But regardless of the author’s intent, this sort of thing spreads confusion and misinformation about how the universe works and I cannot stand idly by and watch this happen! Let’s break this email down into points, and address them one by one:
1. Star Aderoid will be the brightest in the sky
I’ve checked my star charts, and my planetarium software. There is no star in the sky called “Aderoid”. If this was a new star that wasn’t known to our ancestors, then it would not have a name at all, merely a designation like HIP18861 (for example). And if it was important and dramatic enough to be given a proper name, it would be something cool and loaded with meaning. They would not just misspell the word “Asteroid”. This is not a very scientific argument, though, so let’s move on to the next point:
2. The star will be 34.65 million miles from Earth
Wow… that’s a long way away huh? Well no, not really. That’s a little more than 50 million kilometers, while the Sun is on average 150 million kilometers away – three times the distance. A star so close to Earth would not give you a pretty sci-fi view, it would melt your face off. Or at the very least, give you a case of terminal sunburn before baking you to death and making our current threat of global warming look like a mildly warm summer. But there’s also the issue of timing:
3. This will happen at 12:30pm, 21 June 2010, and it will be back again in 2287
In other words, “Aderoid” is in an orbit which takes 177 years to complete. Pluto’s orbit takes 248 years to complete, and Neptune’s lasts about 165 years. This star never gets further away than Neptune… so why couldn’t we see it before? Why don’t we have two suns in the sky all the time?

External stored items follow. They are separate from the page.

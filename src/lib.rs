//! # Geofence
//!
//! Loop tracking and territory validation engine for location-based games.
//!
//! This library provides:
//! - Speed-based admission of raw GPS samples (anti-cheat)
//! - Path accumulation with a minimum-displacement noise filter
//! - Loop closure detection
//! - Territory validation (point count, length, self-intersection, area)
//! - Flat-projection shoelace area for pedestrian-scale polygons
//! - An explicit tracking session with a sample channel and event observers
//!
//! ## Features
//!
//! - **`parallel`** - Enable parallel batch validation with rayon
//! - **`synthetic`** - Deterministic synthetic loop generators
//! - **`ffi`** - Enable FFI bindings for mobile platforms (iOS/Android)
//! - **`cli`** - Build the `geofence-cli` debugging tool
//!
//! ## Quick Start
//!
//! ```rust
//! use geofence::{GeoPoint, Sample, SampleOutcome, TrackingSession};
//!
//! let mut session = TrackingSession::new();
//! session.start();
//!
//! let outcome = session.process_sample(Sample::new(GeoPoint::new(31.2304, 121.4737), 0.0));
//! assert_eq!(outcome, SampleOutcome::Appended { count: 1 });
//! ```

use rstar::{AABB, RTreeObject};
use serde::{Deserialize, Serialize};

// Unified error handling
pub mod error;
pub use error::{GeofenceError, OptionExt, Result};

// Geographic utilities (distance, bounds, speed conversions)
pub mod geo_utils;

// Planar geometry over lon/lat: polygon area and segment intersection
pub mod geometry;
pub use geometry::{has_self_intersection, polygon_area, segments_intersect};

// Speed-plausibility filter for incoming samples
pub mod admission;
pub use admission::{Admission, admit};

// Tracked path: accumulation and closure detection
pub mod path;
pub use path::TrackedPath;

// Territory validation orchestrator
pub mod validation;
pub use validation::{FailureReason, ValidationResult, validate, validate_batch};

// State-change notifications for the presentation layer
pub mod events;
pub use events::{ChannelObserver, SpeedSeverity, TrackingEvent, TrackingObserver};

// Bounded, exportable event journal
pub mod journal;
pub use journal::{EventJournal, JournalEntry, JournalLevel};

// Finalized territories and formatting helpers
pub mod territory;
pub use territory::{TerritoryCandidate, TerritoryRecord, format_area};

// Persistence seam and in-memory registry
pub mod store;
pub use store::{TerritoryRegistry, TerritorySink};

// Tracking session (sample pipeline owner)
pub mod session;
pub use session::{SampleFeed, SampleOutcome, TrackingSession, TrackingState};

// Synthetic loop generator for benchmarks and the CLI
#[cfg(feature = "synthetic")]
pub mod synthetic;

// FFI bindings for mobile platforms (iOS/Android)
#[cfg(feature = "ffi")]
pub mod ffi;

#[cfg(feature = "ffi")]
uniffi::setup_scaffolding!();

/// Initialize logging for Android (only used in FFI)
#[cfg(all(feature = "ffi", target_os = "android"))]
pub(crate) fn init_logging() {
    use android_logger::Config;
    use log::LevelFilter;

    android_logger::init_once(
        Config::default()
            .with_max_level(LevelFilter::Debug)
            .with_tag("GeofenceRust"),
    );
}

#[cfg(all(feature = "ffi", not(target_os = "android")))]
pub(crate) fn init_logging() {
    // No-op on non-Android platforms
}

// ============================================================================
// Core Types
// ============================================================================

/// A WGS-84 coordinate with latitude and longitude in degrees.
///
/// # Example
/// ```
/// use geofence::GeoPoint;
/// let point = GeoPoint::new(31.2304, 121.4737); // Shanghai
/// assert!(point.is_valid());
/// ```
#[derive(Debug, Clone, Copy, PartialEq, Serialize, Deserialize)]
#[cfg_attr(feature = "ffi", derive(uniffi::Record))]
pub struct GeoPoint {
    pub latitude: f64,
    pub longitude: f64,
}

impl GeoPoint {
    /// Create a new point.
    pub fn new(latitude: f64, longitude: f64) -> Self {
        Self {
            latitude,
            longitude,
        }
    }

    /// Check if the point has valid coordinates.
    pub fn is_valid(&self) -> bool {
        self.latitude.is_finite()
            && self.longitude.is_finite()
            && self.latitude >= -90.0
            && self.latitude <= 90.0
            && self.longitude >= -180.0
            && self.longitude <= 180.0
    }
}

/// A location fix as delivered by the location source.
#[derive(Debug, Clone, Copy, PartialEq, Serialize, Deserialize)]
#[cfg_attr(feature = "ffi", derive(uniffi::Record))]
pub struct Sample {
    pub point: GeoPoint,
    /// Capture time as Unix seconds (fractional)
    pub timestamp: f64,
}

impl Sample {
    pub fn new(point: GeoPoint, timestamp: f64) -> Self {
        Self { point, timestamp }
    }

    /// Shorthand for `Sample::new(GeoPoint::new(lat, lng), timestamp)`.
    pub fn at(latitude: f64, longitude: f64, timestamp: f64) -> Self {
        Self::new(GeoPoint::new(latitude, longitude), timestamp)
    }
}

/// Bounding box of a set of points.
#[derive(Debug, Clone, Copy, PartialEq, Serialize, Deserialize)]
#[cfg_attr(feature = "ffi", derive(uniffi::Record))]
pub struct Bounds {
    pub min_lat: f64,
    pub max_lat: f64,
    pub min_lng: f64,
    pub max_lng: f64,
}

impl Bounds {
    /// Create bounds from points.
    pub fn from_points(points: &[GeoPoint]) -> Option<Self> {
        if points.is_empty() {
            return None;
        }
        let mut min_lat = f64::MAX;
        let mut max_lat = f64::MIN;
        let mut min_lng = f64::MAX;
        let mut max_lng = f64::MIN;

        for p in points {
            min_lat = min_lat.min(p.latitude);
            max_lat = max_lat.max(p.latitude);
            min_lng = min_lng.min(p.longitude);
            max_lng = max_lng.max(p.longitude);
        }

        Some(Self {
            min_lat,
            max_lat,
            min_lng,
            max_lng,
        })
    }

    /// Get the center point of the bounds.
    pub fn center(&self) -> GeoPoint {
        GeoPoint::new(
            (self.min_lat + self.max_lat) / 2.0,
            (self.min_lng + self.max_lng) / 2.0,
        )
    }

    /// Check whether a point lies inside (inclusive).
    pub fn contains(&self, point: &GeoPoint) -> bool {
        point.latitude >= self.min_lat
            && point.latitude <= self.max_lat
            && point.longitude >= self.min_lng
            && point.longitude <= self.max_lng
    }
}

impl RTreeObject for Bounds {
    type Envelope = AABB<[f64; 2]>;

    fn envelope(&self) -> Self::Envelope {
        AABB::from_corners([self.min_lng, self.min_lat], [self.max_lng, self.max_lat])
    }
}

// ============================================================================
// Configuration
// ============================================================================

/// Thresholds for admission, accumulation, closure and validation.
///
/// Missing fields fall back to their defaults when deserialized, so a JSON
/// file only needs to name the thresholds it changes.
#[derive(Debug, Clone, PartialEq, Serialize, Deserialize)]
#[serde(default)]
#[cfg_attr(feature = "ffi", derive(uniffi::Record))]
pub struct TrackingConfig {
    /// Minimum distance from the previous point for a new point to be kept.
    /// Default: 10.0 meters (GPS jitter while standing still)
    pub min_displacement_m: f64,

    /// Maximum distance between the first and latest point to close the loop.
    /// Default: 30.0 meters
    pub closure_threshold_m: f64,

    /// Minimum number of path points for closure and validation.
    /// Default: 10
    pub min_points: u32,

    /// Minimum total walked length of a valid loop.
    /// Default: 50.0 meters
    pub min_path_length_m: f64,

    /// Minimum enclosed area of a valid loop.
    /// Default: 100.0 square meters
    pub min_area_m2: f64,

    /// Speeds above this are rejected with a warning.
    /// Default: 15.0 km/h
    pub warn_speed_kmh: f64,

    /// Speeds above this are rejected and pause tracking.
    /// Default: 30.0 km/h
    pub pause_speed_kmh: f64,
}

impl Default for TrackingConfig {
    fn default() -> Self {
        Self {
            min_displacement_m: 10.0,
            closure_threshold_m: 30.0,
            min_points: 10,
            min_path_length_m: 50.0,
            min_area_m2: 100.0,
            warn_speed_kmh: 15.0,
            pause_speed_kmh: 30.0,
        }
    }
}

impl TrackingConfig {
    /// Parse a config from JSON; absent fields keep their defaults.
    pub fn from_json_str(json: &str) -> Result<Self> {
        let config: Self = serde_json::from_str(json)?;
        config.validate()?;
        Ok(config)
    }

    /// Check that every threshold is usable.
    pub fn validate(&self) -> Result<()> {
        let positive = [
            ("min_displacement_m", self.min_displacement_m),
            ("closure_threshold_m", self.closure_threshold_m),
            ("min_path_length_m", self.min_path_length_m),
            ("min_area_m2", self.min_area_m2),
            ("warn_speed_kmh", self.warn_speed_kmh),
            ("pause_speed_kmh", self.pause_speed_kmh),
        ];
        for (field, value) in positive {
            if !value.is_finite() || value <= 0.0 {
                return Err(GeofenceError::InvalidConfig {
                    field,
                    reason: format!("must be a positive finite number, got {}", value),
                });
            }
        }

        // The self-intersection scan needs at least four points to mean anything
        if self.min_points < 4 {
            return Err(GeofenceError::InvalidConfig {
                field: "min_points",
                reason: format!("must be at least 4, got {}", self.min_points),
            });
        }

        if self.warn_speed_kmh > self.pause_speed_kmh {
            return Err(GeofenceError::InvalidConfig {
                field: "warn_speed_kmh",
                reason: format!(
                    "warning speed {} km/h exceeds pause speed {} km/h",
                    self.warn_speed_kmh, self.pause_speed_kmh
                ),
            });
        }

        Ok(())
    }
}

But even without that tiny orbit, even if it was just passing through to never return, it would have lit up the sky for the last few months. Stars are really very bright – they can’t just sneak up on you! At the very least, night time would have been banished for the past few years as the star got close enough to shine like a second Sun.
No, the entire thing is ludicrous. A star with a made up name will magically appear to give us a pretty show and then vanish, without disrupting the orbits of every single object in the Solar System, without roasting every living thing on planet Earth and without us seeing it coming. The astronomical community is pretty observant, with thousands of amateur telescopes on the sky at all times to pick up whatever the professionals miss while their backs are turned. Yet that return date could only be known if we not only knew about “Aderoid” but had been watching it for long enough to work out the orbital elements. Well speaking as an astronomer, we haven’t seen any stars in the sky turning the night into day and throwing the planets out of their orbits. It’s a hoax, and a pretty weak one at that.